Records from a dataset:
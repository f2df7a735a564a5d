//! Logging utilities for the GrabIt device inventory.
//!
//! Every event goes to two sinks: standard output and an append-only event
//! log file (`error_log.txt` by default). Lines carry a local timestamp, the
//! level, the target and the message.

use grabit_config::LoggingConfig;
use std::path::Path;
use std::str::FromStr;
use tracing::{error, info, Level, Subscriber};
use tracing_appender::rolling::{InitError, RollingFileAppender, Rotation};
use tracing_subscriber::filter::LevelFilter;
use tracing_subscriber::fmt::time::ChronoLocal;
use tracing_subscriber::{fmt, prelude::*, EnvFilter};

/// Initialize logging with the default level (INFO) and file location.
///
/// # Examples
///
/// ```no_run
/// use grabit_common::logging;
///
/// logging::init();
/// ```
pub fn init() {
    init_with_level(Level::INFO);
}

/// Initialize logging with a specific level and the default file location.
pub fn init_with_level(level: Level) {
    let defaults = LoggingConfig::default();
    install(level, &defaults.directory, &defaults.file_name);
}

/// Initialize logging from the `[logging]` configuration section.
///
/// An unrecognised level falls back to INFO.
pub fn init_from_config(config: &LoggingConfig) {
    let level = Level::from_str(&config.level).unwrap_or(Level::INFO);
    install(level, &config.directory, &config.file_name);
}

fn install(level: Level, directory: &str, file_name: &str) {
    // RUST_LOG directives take precedence over the configured level
    let filter = EnvFilter::builder()
        .with_default_directive(LevelFilter::from_level(level).into())
        .from_env_lossy();

    let subscriber = match build(filter, directory, file_name) {
        Ok(subscriber) => subscriber,
        Err(e) => {
            eprintln!("Failed to open event log {}/{}: {}", directory, file_name, e);
            return;
        }
    };

    // A global subscriber may already be set (tests, embedding applications)
    if subscriber.try_init().is_ok() {
        info!("Logging initialized at level: {}", level);
    }
}

/// Build the console + file subscriber without installing it.
///
/// Only `level` decides what is recorded; `RUST_LOG` is not consulted. The
/// file is opened in append mode and never rotated.
pub fn subscriber(
    level: Level,
    directory: impl AsRef<Path>,
    file_name: &str,
) -> Result<impl Subscriber + Send + Sync + 'static, InitError> {
    let filter = EnvFilter::builder()
        .with_default_directive(LevelFilter::from_level(level).into())
        .parse_lossy("");

    build(filter, directory, file_name)
}

fn build(
    filter: EnvFilter,
    directory: impl AsRef<Path>,
    file_name: &str,
) -> Result<impl Subscriber + Send + Sync + 'static, InitError> {
    let file_appender = RollingFileAppender::builder()
        .rotation(Rotation::NEVER)
        .filename_prefix(file_name)
        .build(directory)?;

    Ok(tracing_subscriber::registry()
        .with(filter)
        .with(
            fmt::layer()
                .with_timer(ChronoLocal::rfc_3339())
                .with_target(true),
        )
        .with(
            fmt::layer()
                .with_writer(file_appender)
                .with_ansi(false)
                .with_timer(ChronoLocal::rfc_3339())
                .with_target(true),
        ))
}

/// Log an error with context at the ERROR level.
///
/// # Arguments
///
/// * `error` - The error to log.
/// * `context` - What was being attempted when the error occurred.
pub fn log_error<E: std::fmt::Display>(error: E, context: &str) {
    error!("{}: {}", context, error);
}

/// Log a result, with different messages for success and error cases.
///
/// Success is logged at INFO with `success_message`, failure at ERROR with
/// `error_context` followed by the error.
///
/// # Returns
///
/// The original result, allowing this function to be used in a chain.
pub fn log_result<T, E: std::fmt::Display>(
    result: Result<T, E>,
    success_message: &str,
    error_context: &str,
) -> Result<T, E> {
    match &result {
        Ok(_) => info!("{}", success_message),
        Err(e) => log_error(e, error_context),
    }
    result
}
//! Repository factory trait
//!
//! Lets callers build repositories without knowing which backend type sits
//! behind them.

/// A trait for database repository factories
///
/// Generic over the repository type and the input it is built from.
pub trait RepositoryFactory<R, C> {
    /// Create a new repository instance
    ///
    /// # Arguments
    ///
    /// * `config` - The configuration or client for the repository
    fn create_repository(&self, config: C) -> R;
}
//! Row types for the `devices` table.

use serde::{Deserialize, Serialize};
use std::fmt;
use std::str::FromStr;

/// Availability of a device.
#[derive(Debug, Clone, Copy, Default, PartialEq, Eq, Hash, Serialize, Deserialize)]
#[serde(rename_all = "UPPERCASE")]
pub enum DeviceStatus {
    #[default]
    Available,
    Busy,
}

impl DeviceStatus {
    /// The value stored in the `status` column.
    pub fn as_str(&self) -> &'static str {
        match self {
            Self::Available => "AVAILABLE",
            Self::Busy => "BUSY",
        }
    }
}

impl fmt::Display for DeviceStatus {
    fn fmt(&self, f: &mut fmt::Formatter<'_>) -> fmt::Result {
        f.write_str(self.as_str())
    }
}

impl FromStr for DeviceStatus {
    type Err = String;

    fn from_str(s: &str) -> Result<Self, Self::Err> {
        match s {
            "AVAILABLE" => Ok(Self::Available),
            "BUSY" => Ok(Self::Busy),
            other => Err(format!("unknown device status: {other}")),
        }
    }
}

/// A persisted device row.
#[derive(Debug, Clone, PartialEq, Eq, Serialize, Deserialize)]
pub struct Device {
    /// `device_id`, generated by the store
    pub id: i32,
    pub name: String,
    /// The `type` column
    pub kind: String,
    pub status: DeviceStatus,
}

impl fmt::Display for Device {
    fn fmt(&self, f: &mut fmt::Formatter<'_>) -> fmt::Result {
        write!(f, "{} {} {} {}", self.id, self.name, self.kind, self.status)
    }
}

Your task: Wherever "EnvFilter" occurs in the records above, copy the line it sits in.

Problem solution:
use tracing_subscriber::{fmt, prelude::*, EnvFilter};
    let filter = EnvFilter::builder()
    let filter = EnvFilter::builder()
    filter: EnvFilter,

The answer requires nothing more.